There was a window, up near the ceiling, but it didn’t open. I stood on the dresser and tried to open it on the rather difficult Day Two, believe me.
Jessie was in rehab for booze. I was in for drugs. We hit it off. The thing that brought us together was our shared love of loud music. On Day Two, I was wearing a Ramones T-shirt; she was wearing a Motörhead one.
“Hey,” I said as we lined up for noontime pill-popping. “My shirt is better than your shirt.”
“Go fuck yourself,” she said. “Lemmy’d kick Joey’s ass.”
It was love at first sight.
She was tall and lanky like me. She had long jet-black hair and the wan, hollowed-out look of junkies and boozehounds. Pretty face, though. She could have been a knockout if she wanted. She didn’t want to, however. She wore too much mascara and her ears were adorned with a ton of piercings. On one of her spindly arms, she had a tattoo — an ace of spades, of course. At nineteen, she was a couple of years younger than me. She said she came from nowhere in particular — Maine, Vermont, New Hampshire, wherever. Her parents were “hippie-dippy” types who ran an organic farm now, she said, and they drove her fucking crazy. “They love the great outdoors and the call of the wild and all of that shit,” she said during one of our “informal sharing” sessions. “I want cities and lots of noise and lights and people.
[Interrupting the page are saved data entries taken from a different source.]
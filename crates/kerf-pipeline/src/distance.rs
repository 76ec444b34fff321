//! Exact Euclidean distance transform (Felzenszwalb-Huttenlocher).
//!
//! Pixels brighter than [`INTERIOR_THRESHOLD`] are interior; every other
//! pixel is a boundary seed. The transform yields, for every pixel, the
//! Euclidean distance to the nearest seed. It runs a 1-D lower-envelope
//! pass over every column and then over every row of the column result,
//! which is exact and linear in the pixel count.

use crate::types::BinaryBitmap;

/// Channel-0 values strictly above this are interior.
pub const INTERIOR_THRESHOLD: u8 = 127;

/// Squared-distance seed value of interior pixels.
///
/// Large but finite so the envelope arithmetic never meets infinities.
pub const SENTINEL: f64 = 1e20;

/// Per-pixel distance to the nearest boundary seed.
///
/// Read-only once built.
#[derive(Debug, Clone, PartialEq)]
pub struct DistanceField {
    width: u32,
    height: u32,
    field: Vec<f64>,
    max_distance: f64,
}

impl DistanceField {
    /// Distance reported for pixels no seed reaches (`SENTINEL.sqrt()`).
    pub const UNREACHED: f64 = 1e10;

    /// Field width in pixels.
    #[must_use]
    pub const fn width(&self) -> u32 {
        self.width
    }

    /// Field height in pixels.
    #[must_use]
    pub const fn height(&self) -> u32 {
        self.height
    }

    /// Row-major distances.
    #[must_use]
    pub fn values(&self) -> &[f64] {
        &self.field
    }

    /// Distance at pixel `(x, y)`.
    ///
    /// # Panics
    ///
    /// Panics if the coordinates are out of bounds.
    #[must_use]
    pub fn get(&self, x: u32, y: u32) -> f64 {
        self.field[y as usize * self.width as usize + x as usize]
    }

    /// Largest distance reached from a seed; 0 when there are no seeds.
    #[must_use]
    pub const fn max_distance(&self) -> f64 {
        self.max_distance
    }
}

/// Compute the distance field of `bitmap`.
///
/// An all-seed bitmap yields all zeros. An all-interior bitmap yields
/// [`DistanceField::UNREACHED`] everywhere and a `max_distance` of 0.
#[must_use = "returns the distance field"]
pub fn transform(bitmap: &BinaryBitmap) -> DistanceField {
    let (width, height) = bitmap.dimensions();
    let (w, h) = (width as usize, height as usize);

    let mut grid: Vec<f64> = bitmap
        .pixels()
        .map(|p| {
            if p.0[0] > INTERIOR_THRESHOLD {
                SENTINEL
            } else {
                0.0
            }
        })
        .collect();

    let mut envelope = Envelope::with_capacity(w.max(h));
    let mut line = vec![0.0; w.max(h)];

    for x in 0..w {
        for y in 0..h {
            line[y] = grid[y * w + x];
        }
        envelope.transform(&mut line[..h]);
        for y in 0..h {
            grid[y * w + x] = line[y];
        }
    }

    for row in grid.chunks_exact_mut(w.max(1)) {
        envelope.transform(row);
    }

    let mut max_distance = 0.0_f64;
    for value in &mut grid {
        let reached = *value < SENTINEL;
        *value = value.sqrt();
        if reached && value.is_finite() {
            max_distance = max_distance.max(*value);
        }
    }

    DistanceField {
        width,
        height,
        field: grid,
        max_distance,
    }
}

/// Scratch buffers for the 1-D lower-envelope transform, reused across
/// lines.
struct Envelope {
    /// Seed positions owning each envelope segment.
    owners: Vec<usize>,
    /// Segment boundaries; `bounds[k]..bounds[k + 1]` belongs to `owners[k]`.
    bounds: Vec<f64>,
    /// Copy of the input line.
    input: Vec<f64>,
}

impl Envelope {
    fn with_capacity(n: usize) -> Self {
        Self {
            owners: vec![0; n],
            bounds: vec![0.0; n + 1],
            input: vec![0.0; n],
        }
    }

    /// Replace `line[q]` with `min_v (q - v)^2 + line[v]`.
    #[allow(clippy::cast_precision_loss)]
    fn transform(&mut self, line: &mut [f64]) {
        let n = line.len();
        if n == 0 {
            return;
        }
        self.input[..n].copy_from_slice(line);
        let f = &self.input[..n];

        let intersect = |f: &[f64], q: usize, v: usize| {
            let (qf, vf) = (q as f64, v as f64);
            (qf.mul_add(qf, f[q]) - vf.mul_add(vf, f[v])) / (2.0 * qf - 2.0 * vf)
        };

        let mut k = 0;
        self.owners[0] = 0;
        self.bounds[0] = f64::NEG_INFINITY;
        self.bounds[1] = f64::INFINITY;

        for q in 1..n {
            let mut s = intersect(f, q, self.owners[k]);
            while s <= self.bounds[k] {
                k -= 1;
                s = intersect(f, q, self.owners[k]);
            }
            k += 1;
            self.owners[k] = q;
            self.bounds[k] = s;
            self.bounds[k + 1] = f64::INFINITY;
        }

        k = 0;
        for (q, out) in line.iter_mut().enumerate() {
            while self.bounds[k + 1] < q as f64 {
                k += 1;
            }
            let v = self.owners[k];
            let d = q as f64 - v as f64;
            *out = d.mul_add(d, f[v]);
        }
    }
}
//! kerf-pipeline: Pure shape-generation pipeline (sans-IO).
//!
//! Turns user-drawn spines inside a silhouette into non-overlapping,
//! laser-cuttable piece outlines through:
//! tessellation -> rasterization -> distance transform -> morphology ->
//! vectorization -> simplification.
//!
//! This crate has **no I/O dependencies**: it operates on in-memory
//! geometry and returns structured data. Background execution lives in
//! `kerf-worker`, markup in `kerf-export`.

pub mod diagnostics;
pub mod distance;
pub mod generator;
pub mod morphology;
pub mod organic;
pub mod protocol;
pub mod raster;
pub mod scheduler;
pub mod simplify;
pub mod tessellate;
pub mod types;
pub mod vectorize;

pub use diagnostics::{Clock, PipelineDiagnostics, WebClock};
pub use generator::{Generator, MarkupRenderer};
pub use morphology::MorphologyEngine;
pub use protocol::{GenerateRequest, GenerateResponse, Outcome};
pub use scheduler::{ResponseGate, Scheduler, Submission};
pub use types::{
    BinaryBitmap, Dimensions, LineSegment, MaskPolygon, PipelineConfig, PipelineError, Point,
    Polygon, SegmentId, ShapeConfig, StagedResult,
};
pub use vectorize::{ContourTracer, ContourTracerKind};

use diagnostics::{PipelineSummary, StageDiagnostics, StageMetrics};

/// Run the full pipeline and return the piece outlines.
///
/// # Errors
///
/// Returns [`PipelineError::InvalidConfig`] for invalid settings and
/// [`PipelineError::SurfaceUnavailable`] when no raster can be allocated.
pub fn process(
    request: &GenerateRequest,
    config: &PipelineConfig,
) -> Result<Vec<Polygon>, PipelineError> {
    process_staged(request, config).map(|staged| staged.pieces)
}

/// Run the full pipeline, preserving every intermediate result.
///
/// # Errors
///
/// Same as [`process`].
pub fn process_staged(
    request: &GenerateRequest,
    config: &PipelineConfig,
) -> Result<StagedResult, PipelineError> {
    process_staged_with_diagnostics(request, config, &WebClock).map(|(staged, _)| staged)
}

/// Run the full pipeline, timing each stage with `clock`.
///
/// # Errors
///
/// Same as [`process`].
pub fn process_staged_with_diagnostics<C: Clock>(
    request: &GenerateRequest,
    config: &PipelineConfig,
    clock: &C,
) -> Result<(StagedResult, PipelineDiagnostics), PipelineError> {
    let mut morphology = MorphologyEngine::new(config.noise_frequency);
    run(request, config, &mut morphology, clock)
}

/// Shared pipeline body.
///
/// # Pipeline steps
///
/// 1. Spine sampling, Voronoi partition, per-spine union
/// 2. Mask fill and grout-line rasterization
/// 3. Inward distance transform, shrink, regrow, noise
/// 4. Contour tracing and trace normalization
/// 5. Outline simplification (Ramer-Douglas-Peucker)
pub(crate) fn run<C: Clock>(
    request: &GenerateRequest,
    config: &PipelineConfig,
    morphology: &mut MorphologyEngine,
    clock: &C,
) -> Result<(StagedResult, PipelineDiagnostics), PipelineError> {
    config.validate()?;
    request.config.validate()?;
    let spacing = request.spacing.unwrap_or(config.spacing);
    types::validate_spacing(spacing)?;

    let started = clock.now();

    // 1. Tessellation.
    let t = clock.now();
    let partition = tessellate::tessellate(&request.spines, &request.mask, spacing);
    let tessellate = StageDiagnostics {
        duration: clock.elapsed(&t),
        metrics: StageMetrics::Tessellate {
            spine_count: request.spines.len(),
            sample_count: partition.samples.len(),
            region_count: partition.regions.len(),
        },
    };

    // 2. Rasterization.
    let t = clock.now();
    let dimensions = config.canvas;
    let raw = raster::rasterize(
        &partition.regions,
        &request.mask,
        dimensions,
        config.stroke_width,
    )
    .ok_or(PipelineError::SurfaceUnavailable {
        width: dimensions.width,
        height: dimensions.height,
    })?;
    let rasterize = StageDiagnostics {
        duration: clock.elapsed(&t),
        metrics: StageMetrics::Rasterize {
            width: dimensions.width,
            height: dimensions.height,
            foreground_pixel_count: diagnostics::count_foreground_pixels(&raw),
        },
    };

    // 3. Morphology.
    let t = clock.now();
    let growth = morphology.grow(&raw, &request.config);
    let morphology = StageDiagnostics {
        duration: clock.elapsed(&t),
        metrics: StageMetrics::Morphology {
            gap: request.config.gap,
            round: request.config.round,
            noise_amplitude: request.config.noise_amplitude,
            max_inward_distance: growth.inward.max_distance(),
            kept_pixel_count: diagnostics::count_kept_pixels(&growth.final_mask),
        },
    };

    // 4. Vectorization.
    let t = clock.now();
    let traced = vectorize::vectorize_with(&growth.final_mask, &config.contour_tracer);
    let stats = diagnostics::piece_stats(&traced);
    let vectorize = StageDiagnostics {
        duration: clock.elapsed(&t),
        metrics: StageMetrics::Vectorize {
            piece_count: traced.len(),
            total_point_count: stats.total,
            min_piece_points: stats.min,
            max_piece_points: stats.max,
            mean_piece_points: stats.mean,
        },
    };

    // 5. Simplification.
    let t = clock.now();
    let pieces = simplify::simplify_polygons(&traced, config.simplify_tolerance);
    let points_after = diagnostics::total_points(&pieces);
    #[allow(clippy::cast_precision_loss)]
    let reduction_ratio = if stats.total > 0 {
        1.0 - points_after as f64 / stats.total as f64
    } else {
        0.0
    };
    let simplify = StageDiagnostics {
        duration: clock.elapsed(&t),
        metrics: StageMetrics::Simplify {
            tolerance: config.simplify_tolerance,
            points_before: stats.total,
            points_after,
            reduction_ratio,
        },
    };

    let diagnostics = PipelineDiagnostics {
        tessellate,
        rasterize,
        morphology,
        vectorize,
        simplify,
        total_duration: clock.elapsed(&started),
        summary: PipelineSummary {
            canvas_width: dimensions.width,
            canvas_height: dimensions.height,
            pixel_count: dimensions.pixel_count(),
            spine_count: request.spines.len(),
            piece_count: pieces.len(),
            final_point_count: points_after,
        },
    };

    tracing::debug!(
        id = request.id,
        spines = request.spines.len(),
        pieces = pieces.len(),
        "pipeline finished"
    );

    let staged = StagedResult {
        samples: partition.samples,
        regions: partition.regions,
        raw,
        inward: growth.inward,
        final_mask: growth.final_mask,
        traced,
        pieces,
        dimensions,
    };
    Ok((staged, diagnostics))
}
They drove me to drink.”
That wasn’t the real story, of course — with those of us domiciled at the Casco Bay Recovery Center, it’s never just one story — but it was all she was prepared to share at the start.
For my part, I told her I was there because of rock ’n’ roll. “Had a band, got a record deal, lost the record deal, lost the band.” We were hanging out in the garden on Day Three, and I was shivering. She was smoking a Marlboro, unfiltered. “Could there be a more clichéd rock ’n’ roll story?”
“Not really,” she said, and we both laughed.